In this session, we'll look at the role of childcare "experts" and the challenge they posed to "ordinary" parents. We'll also look at the controversy surrounding Canada's most famous children, the Dionne Quintuplets.

6 November (Thursday) High School Culture

High schools became increasingly important as social institutions and defining places of teen-age culture. In this session, we'll look at key components of high school culture, including sports teams, activity clubs and romance.

11 November (Tuesday) Remembrance Day

Class cancelled so that students can commemorate Remembrance Day and participate in Remembrance Day activities.

13 November (Thursday) The Baby Boom Generation

The education system, family life, social attitudes and values were influenced profoundly a cohort of children who grew up in the 1950s and 1960s.
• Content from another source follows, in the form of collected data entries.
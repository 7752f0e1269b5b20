//! Remediation state machine.
//!
//! One run walks a fixed sequence of stages and ends in exactly one
//! [`RemediationOutcome`]:
//!
//! ```text
//! PreconditionCheck -> ActionIssued -> RecoveryPoll -> PostRecoveryCheck -> outcome
//! ```
//!
//! Only the recovery poll loops, and only a bounded number of times. Every
//! terminal branch except `NotRebootable` and `Success` raises exactly one
//! alert. A panic anywhere in a run (orchestrator or collaborator) is caught
//! at the run boundary and reported as `UnexpectedError`.

use std::any::Any;
use std::panic::AssertUnwindSafe;
use std::sync::atomic::{AtomicBool, AtomicU8, Ordering};
use std::sync::Arc;

use futures::FutureExt;
use healer_cloud::InstanceState;
use tracing::{error, info, info_span, warn, Instrument};

use crate::alerting::{AlertComposer, AlertKind};
use crate::config::Timings;
use crate::traits::{AlertSink, ApplicationProbe, Clock, InstanceProbe, RebootAction};
use crate::types::{AppHealth, OutcomeKind, RemediationOutcome, RemediationRequest};

/// The collaborators a [`Remediator`] drives.
#[derive(Clone)]
pub struct Collaborators {
    pub instances: Arc<dyn InstanceProbe>,
    pub action: Arc<dyn RebootAction>,
    pub application: Arc<dyn ApplicationProbe>,
    pub alerts: Arc<dyn AlertSink>,
    pub clock: Arc<dyn Clock>,
}

/// Stage a run is in, for fault reports.
#[derive(Debug, Clone, Copy, PartialEq, Eq)]
#[repr(u8)]
enum Stage {
    Start = 0,
    PreconditionCheck = 1,
    ActionIssued = 2,
    RecoveryPoll = 3,
    PostRecoveryCheck = 4,
}

impl Stage {
    const fn from_u8(value: u8) -> Self {
        match value {
            1 => Self::PreconditionCheck,
            2 => Self::ActionIssued,
            3 => Self::RecoveryPoll,
            4 => Self::PostRecoveryCheck,
            _ => Self::Start,
        }
    }

    const fn as_str(self) -> &'static str {
        match self {
            Self::Start => "start",
            Self::PreconditionCheck => "precondition check",
            Self::ActionIssued => "reboot",
            Self::RecoveryPoll => "recovery poll",
            Self::PostRecoveryCheck => "application check",
        }
    }
}

/// Per-run bookkeeping shared between the stages and the fault handler.
#[derive(Default)]
struct RunTracker {
    stage: AtomicU8,
    alerted: AtomicBool,
}

impl RunTracker {
    fn enter(&self, stage: Stage) {
        self.stage.store(stage as u8, Ordering::SeqCst);
    }

    fn stage(&self) -> Stage {
        Stage::from_u8(self.stage.load(Ordering::SeqCst))
    }
}

/// Result of the recovery poll.
enum Recovery {
    /// Instance reported running on this attempt
    Confirmed { attempt: u32 },
    /// Every attempt passed without a running state
    Exhausted { last_state: InstanceState },
}

/// Runs the remediation state machine.
pub struct Remediator {
    collaborators: Collaborators,
    timings: Timings,
    composer: AlertComposer,
}

impl Remediator {
    #[must_use]
    pub fn new(collaborators: Collaborators, timings: Timings, composer: AlertComposer) -> Self {
        Self {
            collaborators,
            timings,
            composer,
        }
    }

    #[must_use]
    pub fn timings(&self) -> &Timings {
        &self.timings
    }

    /// Run one remediation to completion.
    ///
    /// Never panics and never returns early: the returned outcome is produced
    /// after every probe of the run has finished.
    pub async fn run(&self, request: &RemediationRequest) -> RemediationOutcome {
        let span = info_span!(
            "remediation",
            run_id = %request.run_id,
            instance_id = %request.instance_id,
            alarm_name = %request.alarm_name,
        );

        async {
            info!(metric = %request.metric, "Starting remediation");
            let tracker = RunTracker::default();

            let staged = AssertUnwindSafe(self.run_stages(request, &tracker))
                .catch_unwind()
                .await;

            let outcome = match staged {
                Ok(outcome) => outcome,
                Err(payload) => {
                    let message = panic_message(payload.as_ref());
                    self.handle_fault(request, &tracker, &message).await
                }
            };

            let elapsed_ms = (chrono::Utc::now() - request.received_at).num_milliseconds();
            info!(
                outcome = %outcome.kind,
                detail = %outcome.detail,
                elapsed_ms,
                "Remediation finished"
            );
            outcome
        }
        .instrument(span)
        .await
    }

    async fn run_stages(
        &self,
        request: &RemediationRequest,
        tracker: &RunTracker,
    ) -> RemediationOutcome {
        let instance_id = request.instance_id.as_str();

        // Step 1: only reboot an instance that is up or coming up
        tracker.enter(Stage::PreconditionCheck);
        let initial = self.collaborators.instances.instance_state(instance_id).await;
        info!(state = %initial, "Instance state before reboot");

        if !initial.is_rebootable() {
            warn!(state = %initial, "Instance is not in a rebootable state");
            return RemediationOutcome::new(
                OutcomeKind::NotRebootable,
                format!("Instance {instance_id} is {initial}, not in a rebootable state"),
            );
        }

        // Step 2: reboot
        tracker.enter(Stage::ActionIssued);
        if let Err(e) = self.collaborators.action.reboot(instance_id).await {
            let detail = e.to_string();
            self.escalate(request, AlertKind::RebootFailed, &detail, tracker)
                .await;
            return RemediationOutcome::new(OutcomeKind::RebootCommandFailed, detail);
        }

        // Step 3: wait for the instance to come back
        tracker.enter(Stage::RecoveryPoll);
        info!(
            max_attempts = self.timings.poll_attempts,
            interval_secs = self.timings.poll_interval.as_secs_f64(),
            "Waiting for instance to come back online"
        );

        match self.await_recovery(instance_id).await {
            Recovery::Confirmed { attempt } => {
                info!(attempt, "Instance is running again");
            }
            Recovery::Exhausted { last_state } => {
                let detail = format!(
                    "Instance {instance_id} did not report running after {} checks over {}s (last state: {last_state})",
                    self.timings.poll_attempts,
                    self.timings.max_recovery_wait().as_secs(),
                );
                self.escalate(request, AlertKind::RestartFailed, &detail, tracker)
                    .await;
                return RemediationOutcome::new(OutcomeKind::RebootTimedOut, detail);
            }
        }

        // Step 4: let services start, then check the application once
        tracker.enter(Stage::PostRecoveryCheck);
        info!(
            settle_secs = self.timings.settle_delay.as_secs_f64(),
            "Waiting for the application to start"
        );
        self.collaborators.clock.sleep(self.timings.settle_delay).await;

        match self
            .collaborators
            .application
            .check(&request.app_url, self.timings.app_timeout)
            .await
        {
            AppHealth::Healthy => RemediationOutcome::new(
                OutcomeKind::Success,
                format!("Instance {instance_id} rebooted successfully and application is running"),
            ),
            AppHealth::Unhealthy { reason } => {
                let detail = format!(
                    "Instance {instance_id} is running but {} failed its health check: {reason}",
                    request.app_url
                );
                self.escalate(request, AlertKind::ApplicationDown, &detail, tracker)
                    .await;
                RemediationOutcome::new(OutcomeKind::ApplicationDown, detail)
            }
        }
    }

    /// Bounded poll: sleep, then probe, up to `poll_attempts` times. Returns
    /// on the first `Running`; any other state (including probe errors) is
    /// treated as "not yet".
    async fn await_recovery(&self, instance_id: &str) -> Recovery {
        let max_attempts = self.timings.poll_attempts;
        let mut last_state = InstanceState::Unknown;

        for attempt in 1..=max_attempts {
            self.collaborators.clock.sleep(self.timings.poll_interval).await;

            let state = self.collaborators.instances.instance_state(instance_id).await;
            info!(attempt, max_attempts, state = %state, "Current instance state");

            if state == InstanceState::Running {
                return Recovery::Confirmed { attempt };
            }
            last_state = state;
        }

        Recovery::Exhausted { last_state }
    }

    /// Raise the run's alert. A run raises at most one.
    async fn escalate(
        &self,
        request: &RemediationRequest,
        kind: AlertKind,
        detail: &str,
        tracker: &RunTracker,
    ) {
        if tracker.alerted.swap(true, Ordering::SeqCst) {
            warn!(kind = kind.label(), "Alert already raised for this run, suppressing");
            return;
        }

        let alert = self.composer.compose(kind, request, detail);
        error!(subject = %alert.subject, detail, "Escalating");

        let delivery = self.collaborators.alerts.send_alert(&alert).await;
        if !delivery.is_delivered() {
            warn!(
                subject = %alert.subject,
                failed_channels = delivery.failed,
                "Alert was not delivered to any channel"
            );
        }
    }

    async fn handle_fault(
        &self,
        request: &RemediationRequest,
        tracker: &RunTracker,
        message: &str,
    ) -> RemediationOutcome {
        let stage = tracker.stage();
        error!(stage = stage.as_str(), error = %message, "Unexpected error during remediation");

        let detail = format!("{message} (during {})", stage.as_str());
        let escalated = AssertUnwindSafe(self.escalate(
            request,
            AlertKind::UnexpectedError,
            &detail,
            tracker,
        ))
        .catch_unwind()
        .await;

        if escalated.is_err() {
            error!("Alert sink panicked while reporting an unexpected error");
        }

        RemediationOutcome::new(OutcomeKind::UnexpectedError, detail)
    }
}

fn panic_message(payload: &(dyn Any + Send)) -> String {
    if let Some(message) = payload.downcast_ref::<&str>() {
        (*message).to_string()
    } else if let Some(message) = payload.downcast_ref::<String>() {
        message.clone()
    } else {
        "unknown fault".to_string()
    }
}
In this session, we'll look at the impact and legacy of the baby boom. We'll also consider popular attitudes towards sex education.

18 November (Tuesday) Effective Living

In this sessioin, we'll discuss controversies relating to a 1950s "family values" course called Effective Living.

20 November (Thursday) Your schooling & childhood

You're invited to discuss your recollections of childhood and schooling. Do your experiences relate to any of the themes and topics that we have considered in this course?

25 November (Tuesday) TBA

27 November (Thursday) Last day of Classes: Review and Overview

In this session we'll draw together the various threads of documentation, interpretation, and discussion that have informed previous classes in order to provide a summary of the course.